Jan 21, 2026 | Read time 4 min

You can’t hurry love, but you can hurry final transcripts

Introducing 250ms final transcripts for Voice AI
Blog header image FEOU
Archie McMullan
Archie McMullanSpeechmatics Graduate

TL;DR

  • For responsive Voice AI, you need transcripts straight away. Once speech has finished, send us the new ForceEndOfUtterance message and we’ll do the rest.

  • Turn Detection \to\ Send ForceEndOfUtterance \to\ Receive Final Transcript (~250ms)

  • Trigger the message using your own client-side logic, or handle the entire pipeline automatically with our new Voice SDK, Pipecat integration, and upcoming LiveKit update.

Introduction

In the world of voice agents, the "awkward silence" is the enemy.

We all know the feeling. You finish asking a voice assistant a question.

And then you wait.

That gap…

Between you finishing your sentence…

And the AI responding…

Is where the magic of conversational AI lives or dies.

For us at Speechmatics, solving this isn't just about raw processing speed (though we have that). It’s having the confidence in when to send you the finals.

We are introducing Forced End of Utterance (FEOU) to let you tell us when you want them. 

The philosophy is simple: If you are happy that speech is over, then so are we.

The Problem: The Transcription Waiting Game

To understand why this feature matters, we have to look at how transcription works under the hood. Real-time transcription engines typically output two things:

  1. Partials: Low-latency, evolving best guesses of what is being said. (e.g., "I want two...")

  2. Finals: Highest-confidence, punctuated, stable text. (e.g., "I want to go to the park.")

Most systems (voice agents, scribes, etc.) wait for the accurate "Finals"  before spending LLM tokens with text that could continue to update. The problem? To generate "Finals", standard engines hold back for a fixed period of silence to ensure the user has truly finished speaking.

Traditionally, the engine plays it safe. It waits for a preset amount of silence or a "Max Delay" timer to expire before locking in the text. It needs to ensure that the silence after "Two..." isn't just a pause before "...hundred."

For captioning, this ensures the highest accuracy. For a conversational voice agent, that buffer feels like an eternity.

The Solution: Force End of Utterance (FEOU)

With the new ForceEndOfUtterance message, we have decoupled "Turn Detection" from "Transcription”. Your client can send a ForceEndOfUtterance message at the right moment forcing the current segment to close and immediately emitting a final transcript - ready to be passed straight to the LLM.

ForceEndOfUtterance diagram

If you have a Voice Activity Detector (VAD), a "Push-to-Talk" button, or a sophisticated multimodal model that predicts when a user has finished speaking, you can now immediately signal our engine.

When we receive an FEOU message, we stop waiting. We immediately process all the audio in our buffer, apply punctuation, finalize the transcript, and send it back to you.

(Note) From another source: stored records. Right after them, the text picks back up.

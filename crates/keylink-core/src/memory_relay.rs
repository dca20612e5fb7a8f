//! In-process relay for tests and the demo.
//!
//! One [`MemoryRelay`] models one account. All state sits behind a single
//! `RwLock`, so every relay call is atomic.

use std::collections::HashMap;
use std::sync::Arc;

use async_trait::async_trait;
use chrono::{DateTime, Duration, Utc};
use serde::{Deserialize, Serialize};
use tokio::sync::RwLock;
use tracing::{debug, info, warn};

use keylink_crypto::hash::log_prefix;

use crate::clock::Clock;
use crate::errors::{CoreError, CoreResult, InputError};
use crate::rate_limit::{RateLimitConfig, RateLimiter};
use crate::relay::Relay;
use crate::session::{ClaimOutcome, SessionRecord};
use crate::types::{
    ClaimResponse, CreatedSession, Device, DeviceInfo, OutgoingMessage, PairingMessage,
    PairingPolicy, PollResponse, SessionStatus, SyncStatus, TrustState,
};

/// Largest accepted message payload (base64 text).
pub const MAX_PAYLOAD_LEN: usize = 64 * 1024;

const MAX_PAIRING_TTL_SECONDS: u64 = 24 * 60 * 60;

/// Account-level pairing policy.
#[derive(Debug, Clone, PartialEq, Eq, Serialize, Deserialize)]
#[serde(default)]
pub struct AccountPolicy {
    pub pairing_ttl_seconds: u64,
    pub require_verification: bool,
    pub failed_claims_per_minute: u32,
}

impl Default for AccountPolicy {
    fn default() -> Self {
        Self {
            pairing_ttl_seconds: 300,
            require_verification: true,
            failed_claims_per_minute: 5,
        }
    }
}

impl AccountPolicy {
    pub fn rate_limit_config(&self) -> RateLimitConfig {
        RateLimitConfig {
            failed_claims_per_window: self.failed_claims_per_minute,
            window_secs: 60,
            ..Default::default()
        }
    }
}

fn validate_ttl(ttl: u64) -> CoreResult<()> {
    if ttl == 0 || ttl > MAX_PAIRING_TTL_SECONDS {
        return Err(CoreError::invalid_state(format!(
            "pairing ttl must be between 1 and {MAX_PAIRING_TTL_SECONDS} seconds"
        )));
    }
    Ok(())
}

struct RelayState {
    devices: HashMap<String, Device>,
    status: SyncStatus,
    sessions: HashMap<String, SessionRecord>,
}

impl RelayState {
    fn device(&mut self, id: &str) -> CoreResult<&mut Device> {
        self.devices
            .get_mut(id)
            .ok_or(CoreError::Input(InputError::UnknownDevice))
    }

    /// A registered, non-revoked device.
    fn active_device(&mut self, id: &str) -> CoreResult<&mut Device> {
        let device = self.device(id)?;
        if device.trust_state == TrustState::Revoked {
            return Err(CoreError::Denied("device has been revoked".into()));
        }
        Ok(device)
    }

    fn session(&mut self, id: &str) -> CoreResult<&mut SessionRecord> {
        self.sessions
            .get_mut(id)
            .ok_or(CoreError::Input(InputError::UnknownSession))
    }

    /// Cancel every live session in which `device_id` plays a part,
    /// except `keep`.
    fn cancel_sessions_of(&mut self, device_id: &str, now: DateTime<Utc>, keep: Option<&str>) {
        for record in self.sessions.values_mut() {
            if Some(record.id.as_str()) == keep {
                continue;
            }
            if record.role_of(device_id).is_some() && !record.refresh(now).is_terminal() {
                let _ = record.cancel(now, device_id);
            }
        }
    }

    fn cancel_all_sessions(&mut self, now: DateTime<Utc>) {
        for record in self.sessions.values_mut() {
            if !record.refresh(now).is_terminal() {
                let issuer = record.issuer_device_id.clone();
                let _ = record.cancel(now, &issuer);
            }
        }
    }
}
use crate::exchange::SharedSecret;
use crate::hash::sha256;
use crate::transcript::{tags, Transcript};

/// 6-digit SAS from a transcript bytes blob.
/// Stable across platforms. Uses first 4 bytes big-endian.
pub fn sas_6digit(transcript_bytes: &[u8]) -> String {
    let h = sha256(transcript_bytes);
    let n = u32::from_be_bytes([h[0], h[1], h[2], h[3]]) % 1_000_000;
    format!("{:06}", n)
}

/// Verification code both participants display for comparison.
pub fn compute_sas(shared: &SharedSecret) -> String {
    let mut t = Transcript::new("keylink_sas_v1");
    t.append_bytes(tags::KEY, shared.as_bytes());
    sas_6digit(t.as_bytes())
}

#[cfg(test)]
mod tests {
    use super::*;

    #[test]
    fn test_sas_known_answer() {
        let shared = SharedSecret::from_bytes([0x42; 32]);
        assert_eq!(compute_sas(&shared), "717978");
    }

    #[test]
    fn test_sas_is_zero_padded() {
        for i in 0..64u8 {
            let sas = compute_sas(&SharedSecret::from_bytes([i; 32]));
            assert_eq!(sas.len(), 6);
            assert!(sas.chars().all(|c| c.is_ascii_digit()));
        }
    }
}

The triple lock of latency

With this release, you now have three distinct levers to pull to optimize your agent's responsiveness:

1. The Manual Override: ForceEndOfUtterance

This is the new power feature. You send a JSON message to the websocket, and we finalize immediately.

  • Best for: Sophisticated voice agents using client-side VAD, push-to-talk interfaces whatever you can dream up.

  • Benefit: Lowest possible latency. You define the rules.~

2. The Safety Net: end_of_utterance_silence_trigger

This is a server-side setting. You tell us: "If you hear X milliseconds without speech, send an EndOfUtterance (EOU) message."

  • Best for: A backup to ensure turns are eventually closed if the client-side signal fails.

  • Recommendation: Keep this lower than max_delay (e.g., 0.5s - 0.8s).

3. The Backstop: max_delay

The classic setting. A consistent delay before finalizing transcription; the longer it is the more audio context the engine is given before having to finalize.

  • Best for: Ensuring text eventually appears on screen during long monologues or dictation.

  • Recommendation: 1s - 2s for conversational agents.

Using ForceEndOfUtterance

The easiest way to start bringing your end-of-turn latency down is to use our new Python Voice SDK. It brings together loads of helpful features for voice AI. It can handle the entire turn detection pipeline for you. It includes the open source Silero voice activity detector and the Pipecat turn detection model (Smart Turn V3) to detect an end of turn and send the FEOU message.

Alternatively, in both our real-time (RT) and Voice SDKs, you can use your own logic to finalize using:

This will send back an EndOfUtterance message. For a complete, runnable example of how to implement this logic, check out our Voice Agent Turn Detection tutorial on GitHub.

Our new Pipecat integration and upcoming LiveKit update out of the box will use their internal turn detection to automatically trigger the finalization for you.

Start building now with our integration section in the Speechmatics academy.

Let's talk numbers

250ms: The New Standard for Finals

From the moment your client sends the ForceEndOfUtterance signal, you can expect to receive a final transcript in approximately 250ms (network dependent).

To understand why this is significant, we need to look at the total latency equation.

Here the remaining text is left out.